As earlier mentioned, costs are currently recoverable under the ‘Ontario Model’. The 2019 draft regulations propose that this is replaced by a success fee model under which any recoverable costs are due to the lawyer in addition to the DBA payment, whilst irrecoverable costs remain included within the DBA payment and cannot be recovered from the client in addition. This could make DBAs more feasible in lower value cases and remove the potential for a “windfall” reduction in the opponent’s costs liability.
As a result of the proposed success fee model, which could increase the lawyer’s potential recovery, the proposals seek to reduce the maximum percentage of damages that can be recovered from the client from 50% to 40% in all cases other than personal injury.

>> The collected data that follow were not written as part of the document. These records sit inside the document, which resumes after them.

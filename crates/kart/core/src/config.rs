//! Search configuration: bonus, threshold bounds, defaults and presets.

use crate::combine::DEFAULT_BONUS;
use crate::error::{ErrorSeverity, KartError};
use crate::rank::Threshold;
use crate::score::WeightVector;
use crate::stats::StatKey;
use crate::table::STAT_RANGE;

/// A named threshold value offered as a one-click choice.
#[derive(Clone, Debug, PartialEq, Eq)]
#[cfg_attr(feature = "serde", derive(serde::Serialize, serde::Deserialize))]
pub struct ThresholdPreset {
    pub name: String,
    pub value: i32,
}

impl ThresholdPreset {
    pub fn new(name: impl Into<String>, value: i32) -> Self {
        Self {
            name: name.into(),
            value,
        }
    }
}

/// Errors raised by [`SearchConfig::validate`] and preset lookup.
#[derive(Clone, Debug, PartialEq, Eq, thiserror::Error)]
pub enum ConfigError {
    #[error(
        "bonus {0} is outside {lo}..={hi}",
        lo = STAT_RANGE.start(),
        hi = STAT_RANGE.end()
    )]
    BonusOutOfRange(i32),

    #[error("threshold range is empty: min {min} > max {max}")]
    EmptyRange { min: i32, max: i32 },

    #[error("{field} {value} is outside the threshold range {min}..={max}")]
    OutOfRange {
        field: String,
        value: i32,
        min: i32,
        max: i32,
    },

    #[error("threshold stat {0} is not part of combination totals")]
    StatNotCombined(StatKey),

    #[error("preset '{0}' is defined more than once")]
    DuplicatePreset(String),

    #[error("unknown preset '{0}'")]
    UnknownPreset(String),
}

impl KartError for ConfigError {
    fn severity(&self) -> ErrorSeverity {
        ErrorSeverity::Validation
    }

    fn error_code(&self) -> &'static str {
        match self {
            Self::BonusOutOfRange(_) => "CONFIG_BONUS_OUT_OF_RANGE",
            Self::EmptyRange { .. } => "CONFIG_EMPTY_RANGE",
            Self::OutOfRange { .. } => "CONFIG_OUT_OF_RANGE",
            Self::StatNotCombined(_) => "CONFIG_STAT_NOT_COMBINED",
            Self::DuplicatePreset(_) => "CONFIG_DUPLICATE_PRESET",
            Self::UnknownPreset(_) => "CONFIG_UNKNOWN_PRESET",
        }
    }
}

/// Tunable parameters of the search.
#[derive(Clone, Debug, PartialEq, Eq)]
#[cfg_attr(feature = "serde", derive(serde::Serialize, serde::Deserialize))]
#[cfg_attr(feature = "serde", serde(default))]
pub struct SearchConfig {
    /// Flat bonus added to every combined total.
    pub bonus: i32,
    /// Stat the threshold applies to.
    pub threshold_stat: StatKey,
    pub threshold_min: i32,
    pub threshold_max: i32,
    /// Threshold used when the user has not chosen one.
    pub default_threshold: i32,
    pub default_weights: WeightVector,
    pub presets: Vec<ThresholdPreset>,
}

impl SearchConfig {
    // ===== runtime-tunable defaults =====
    pub const DEFAULT_THRESHOLD_STAT: StatKey = StatKey::Accel;
    pub const DEFAULT_THRESHOLD_MIN: i32 = 0;
    pub const DEFAULT_THRESHOLD_MAX: i32 = 30;
    pub const DEFAULT_THRESHOLD: i32 = 15;

    pub fn new() -> Self {
        Self {
            bonus: DEFAULT_BONUS,
            threshold_stat: Self::DEFAULT_THRESHOLD_STAT,
            threshold_min: Self::DEFAULT_THRESHOLD_MIN,
            threshold_max: Self::DEFAULT_THRESHOLD_MAX,
            default_threshold: Self::DEFAULT_THRESHOLD,
            default_weights: WeightVector::default(),
            presets: vec![
                ThresholdPreset::new("middleweight", 11),
                ThresholdPreset::new("lightweight", 14),
                ThresholdPreset::new("time_attack", 0),
            ],
        }
    }

    /// Checks internal consistency. Loaders call this after deserializing.
    pub fn validate(&self) -> Result<(), ConfigError> {
        if !STAT_RANGE.contains(&self.bonus) {
            return Err(ConfigError::BonusOutOfRange(self.bonus));
        }
        if self.threshold_min > self.threshold_max {
            return Err(ConfigError::EmptyRange {
                min: self.threshold_min,
                max: self.threshold_max,
            });
        }
        if !self.threshold_stat.is_combined() {
            return Err(ConfigError::StatNotCombined(self.threshold_stat));
        }

        self.check_in_range("default_threshold", self.default_threshold)?;

        for (index, preset) in self.presets.iter().enumerate() {
            self.check_in_range(&format!("preset '{}'", preset.name), preset.value)?;
            let duplicate = self.presets[..index]
                .iter()
                .any(|earlier| earlier.name.eq_ignore_ascii_case(&preset.name));
            if duplicate {
                return Err(ConfigError::DuplicatePreset(preset.name.clone()));
            }
        }

        Ok(())
    }

    fn check_in_range(&self, field: &str, value: i32) -> Result<(), ConfigError> {
        if (self.threshold_min..=self.threshold_max).contains(&value) {
            Ok(())
        } else {
            Err(ConfigError::OutOfRange {
                field: field.to_string(),
                value,
                min: self.threshold_min,
                max: self.threshold_max,
            })
        }
    }

    /// Looks up a preset by name, ignoring ASCII case.
    pub fn preset(&self, name: &str) -> Result<&ThresholdPreset, ConfigError> {
        self.presets
            .iter()
            .find(|preset| preset.name.eq_ignore_ascii_case(name))
            .ok_or_else(|| ConfigError::UnknownPreset(name.to_string()))
    }

    /// Clamps a user-entered value into the threshold range.
    pub fn clamp_threshold(&self, value: i32) -> i32 {
        value.max(self.threshold_min).min(self.threshold_max)
    }

    /// Threshold on the configured stat at `value`, clamped to the range.
    pub fn threshold(&self, value: i32) -> Result<Threshold, ConfigError> {
        Threshold::new(self.threshold_stat, self.clamp_threshold(value))
            .map_err(|_| ConfigError::StatNotCombined(self.threshold_stat))
    }
}

impl Default for SearchConfig {
    fn default() -> Self {
        Self::new()
    }
}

The draft regulations propose that “hybrid” DBAs are permitted, enabling the lawyer to recover up to 30% of their costs from the client if the claim is unsuccessful. These costs would be calculated as a percentage of the costs incurred on an hourly rate basis that would have otherwise been chargeable in the absence of the DBA. This is an important aspect of the proposed reforms as the uncertainty arising from the drafting of the 2013 DBA Regulations as to whether hybrid DBAs are permitted is considered to be a significant factor in the unsatisfactory take-up of DBAs.
Finally, the draft regulations propose that there is flexibility for the lawyer and client to agree terms regarding payment of fees where the DBA is terminated. This is another particular issue that is considered to be unclear from the 2013 DBA Regulations.